Less developed countries lag far behind in terms of general
public health policies and have therefore higher mortality and morbidity rates. The
reasons for this are multiple; late diagnosis (children being brought too late to
hospitals or primary health centers), insufficient diagnostic tools (poorly equipped or
non-existent laboratories), expensive and unaffordable antibiotics such as the third
generation cephalosporins for example. |
|
| WHY DOES MENINGITIS OCCUR? Meningitis develops when bacterial pathogenic virulence
factors overcome host defense mechanisms. The most common bacteria (Streptococcus
pneumoniae, Heamophilus influenzae, Nisseria meningitidis, Esherichia coli, Streptococcus
agalactiae (Group B Streptococci)) have a certain ability to evade the host natural
defenses by developing evasion mechanisms that help in overcoming each of the barriers
(20). Slide I summarizes these evasion mechanisms.
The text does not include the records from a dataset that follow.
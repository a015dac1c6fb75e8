use serde::{Deserialize, Serialize};
use serde_json::Value;

/// Top-level reply from the search endpoint. `response_cde` is the in-body
/// verdict; an HTTP 200 with a non-success code is still a failed query.
#[derive(Debug, Clone, Serialize, Deserialize, PartialEq)]
pub struct SearchReply {
    #[serde(default)]
    pub response: Option<AnswerSet>,
    #[serde(rename = "responseCde")]
    pub response_cde: i64,
    #[serde(rename = "responseMsg", default)]
    pub response_msg: String,
    #[serde(default)]
    pub timestamp: String,
    #[serde(rename = "responseTimeInSecs", default)]
    pub response_time_in_secs: f64,
}

#[derive(Debug, Clone, Serialize, Deserialize, PartialEq, Default)]
#[serde(default)]
pub struct AnswerSet {
    pub answers: Vec<Answer>,
}

/// One answer record. The console renders the first one; everything loose in
/// the upstream contract (string-or-number fields, placeholder empties) stays
/// as `Value` until display time.
#[derive(Debug, Clone, Serialize, Deserialize, PartialEq, Default)]
#[serde(default)]
pub struct Answer {
    pub db_name: String,
    pub doc_name: String,
    pub answer: String,
    pub chunk_id: String,
    pub page_num: Value,
    pub segment_num: Value,
    pub source_metadata: Vec<SourceMetadata>,
    pub top_k: i64,
    pub top_k_list: Vec<ResultBucket>,
    pub top_k_aggregated: i64,
    pub llm_model_name: String,
    pub llm_total_attempts: i64,
    pub llm_response: LlmResponse,
    pub llm_prompt: LlmPrompt,
    pub version: String,
    pub error: String,
}

#[derive(Debug, Clone, Serialize, Deserialize, PartialEq, Default)]
#[serde(default)]
pub struct SourceMetadata {
    pub chunk_id: String,
    pub bbox_format: String,
    pub bbox: Option<Vec<Value>>,
    pub doc_name: String,
}

#[derive(Debug, Clone, Serialize, Deserialize, PartialEq, Eq, Default)]
#[serde(default)]
pub struct LlmResponse {
    pub response: String,
    pub from_cache: bool,
}

#[derive(Debug, Clone, Serialize, Deserialize, PartialEq, Default)]
#[serde(default)]
pub struct LlmPrompt {
    pub prompt_template: String,
    pub context: String,
    pub question: String,
    pub parameters: PromptParameters,
}

#[derive(Debug, Clone, Serialize, Deserialize, PartialEq, Default)]
#[serde(default)]
pub struct PromptParameters {
    pub temperature: f64,
}

/// One ranked slot holding parallel hit lists per retrieval source. Any of
/// the three lists may be absent in the reply.
#[derive(Debug, Clone, Serialize, Deserialize, PartialEq, Default)]
#[serde(default)]
pub struct ResultBucket {
    pub vectordb: Vec<SourceHit>,
    pub sparseindex: Vec<SourceHit>,
    pub rrf: Vec<SourceHit>,
}

/// One retrieved chunk. `score` and `meta_data` arrive as empty strings when
/// the upstream store had nothing to report, so both stay untyped here.
#[derive(Debug, Clone, Serialize, Deserialize, PartialEq, Default)]
#[serde(default)]
pub struct SourceHit {
    pub file_path: String,
    pub score: Value,
    pub min_distance: Value,
    pub max_distance: Value,
    pub content: String,
    pub meta_data: Value,
    pub message: Option<String>,
}

impl SourceHit {
    /// Numeric score when the reply carried one.
    pub fn score_value(&self) -> Option<f64> {
        self.score.as_f64()
    }

    pub fn doc_name(&self) -> Option<&str> {
        self.meta_data.get("doc_name")?.as_str()
    }

    /// Page number rendered for display; the reply uses both numbers and
    /// strings for this field.
    pub fn page_label(&self) -> Option<String> {
        display_label(self.meta_data.get("page_no")?)
    }
}

/// Renders a string-or-number JSON field for display. Other shapes yield
/// nothing rather than leaking raw JSON into the view.
pub fn display_label(value: &Value) -> Option<String> {
    match value {
        Value::String(text) if !text.is_empty() => Some(text.clone()),
        Value::Number(number) => Some(number.to_string()),
        _ => None,
    }
}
Meningitis is therefore a result of the colonization of mucosal epithelium >
Bacterial invasion and survival in the intravascular space > Crossing of blood-brain
barrier > Survival in the CSF
|
|
| EPIDEMIOLOGY OF BACTERIAL MENINGITIS Knowledge of the epidemiological features of a disease
is necessary because choices of adequate treatment, which are often presumptive, and
definition of health policies are both based on it. Studies (21-23) have brought certain
global evidences: male children are more affected than female with a male to female ratio
around 1.5:1, there is a seasonal trend with most cases of bacterial meningitis occurring
during fall and winter, however viral cases are more frequent in summer. The commonest
causes of bacterial meningitis are shown in Slide 2.
Before the use of H. influenzae type b (Hib)
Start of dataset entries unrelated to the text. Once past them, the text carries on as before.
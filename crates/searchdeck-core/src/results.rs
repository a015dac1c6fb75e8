use crate::answer::{ResultBucket, SourceHit};

pub const RRF_WITHOUT_INDEX_WARNING: &str =
    "rank fusion requires at least one enabled index";
pub const NO_INDEX_WARNING: &str = "no index selected";

/// Which per-source hit list the result view reads, decided purely from the
/// three retrieval toggles.
#[derive(Debug, Clone, Copy, PartialEq, Eq)]
pub enum SourceSelection {
    RankFusion,
    VectorDb,
    SparseIndex,
}

impl SourceSelection {
    pub fn as_str(self) -> &'static str {
        match self {
            Self::RankFusion => "rrf",
            Self::VectorDb => "vectordb",
            Self::SparseIndex => "sparseindex",
        }
    }
}

/// Maps the toggle combination to a hit source. Rank fusion is only read
/// when both indexes fed it; with a single index enabled the fused list
/// falls back to that index, and with no index enabled there is nothing to
/// show regardless of the fusion toggle.
pub fn select_source(
    rrf_enabled: bool,
    vector_enabled: bool,
    sparse_enabled: bool,
) -> Option<SourceSelection> {
    match (rrf_enabled, vector_enabled, sparse_enabled) {
        (true, true, true) => Some(SourceSelection::RankFusion),
        (true, true, false) => Some(SourceSelection::VectorDb),
        (true, false, true) => Some(SourceSelection::SparseIndex),
        (false, true, _) => Some(SourceSelection::VectorDb),
        (false, false, true) => Some(SourceSelection::SparseIndex),
        (_, false, false) => None,
    }
}

impl ResultBucket {
    /// Hit list for one source within this ranked slot.
    pub fn hits_for(&self, selection: SourceSelection) -> &[SourceHit] {
        match selection {
            SourceSelection::RankFusion => &self.rrf,
            SourceSelection::VectorDb => &self.vectordb,
            SourceSelection::SparseIndex => &self.sparseindex,
        }
    }
}

/// Flattens the selected source's hits across every ranked slot, keeping
/// slot order.
pub fn flatten_hits(buckets: &[ResultBucket], selection: SourceSelection) -> Vec<SourceHit> {
    buckets
        .iter()
        .flat_map(|bucket| bucket.hits_for(selection).iter().cloned())
        .collect()
}

/// Outcome of the result filter: the hits to render, plus a warning when the
/// toggle combination selects nothing. An unusable combination is not an
/// error; the view just has nothing to show.
#[derive(Debug, Clone, PartialEq)]
pub struct FilteredHits {
    pub hits: Vec<SourceHit>,
    pub warning: Option<&'static str>,
}

pub fn filter_hits(
    buckets: &[ResultBucket],
    rrf_enabled: bool,
    vector_enabled: bool,
    sparse_enabled: bool,
) -> FilteredHits {
    match select_source(rrf_enabled, vector_enabled, sparse_enabled) {
        Some(selection) => FilteredHits {
            hits: flatten_hits(buckets, selection),
            warning: None,
        },
        None => FilteredHits {
            hits: Vec::new(),
            warning: Some(if rrf_enabled {
                RRF_WITHOUT_INDEX_WARNING
            } else {
                NO_INDEX_WARNING
            }),
        },
    }
}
vaccination in the western countries, cases of bacterial meningitis were most commonly
caused by H. influenzae (Children aged < 5 years), N. meningitidis, and
S. pneumoniae. Peltola (24) calculated that prior to the use of Hib vaccination there
were 357,000 cases of H. influenzae meningitis worldwide with a mortality rate
around 108,500 in children aged <5 years. The incidence of cases due to H.
influenzae have been decreased by 85 to 90% since the introduction of Hib vaccination;
this has placed N. meningitidis as the leading organism followed by S.
pneumoniae and H. influenzae.
In Africa, S. pneumoniae is the leading cause
followed by N. meningitidis serotype A and H. influenzae. Predisposing
factors in black populations are Sickle cell disease and high sensibility to S. pneumoniae
invasive infections, etc. For all developing countries Hib vaccination is more than needed
as young infants and children loose their natural immunity against H. influenzae
received from their mothers by the age of twenty months (25). |
|
| HOW DOES MENINGITIS PRESENTS AND WHEN SHOULD IT
BE SUSPECTED? Presenting symptoms vary
in children with age at onset, one must distinguish following age groups: the newborn
(from birth to one month of age), infant (2 months to 2 years) and children over two years
of age.
(1) The Newborn and Infant
Signs and symptoms are not specific: the infant may have fever (>38 °C),
refuse to feed or feed poorly, be hypotonic, irritable with unusual cry, sleepy or
inactive, have bulging anterior fontanelle, present with vomiting. With disease
progression seizures may occur, this is the case for 40 % of newborn babies. Premature
babies as well as those born at term may have cold extremities, temperature instability
(hypo or hyperthermia), apnea, respiratory distress, and listlessness as early symptoms.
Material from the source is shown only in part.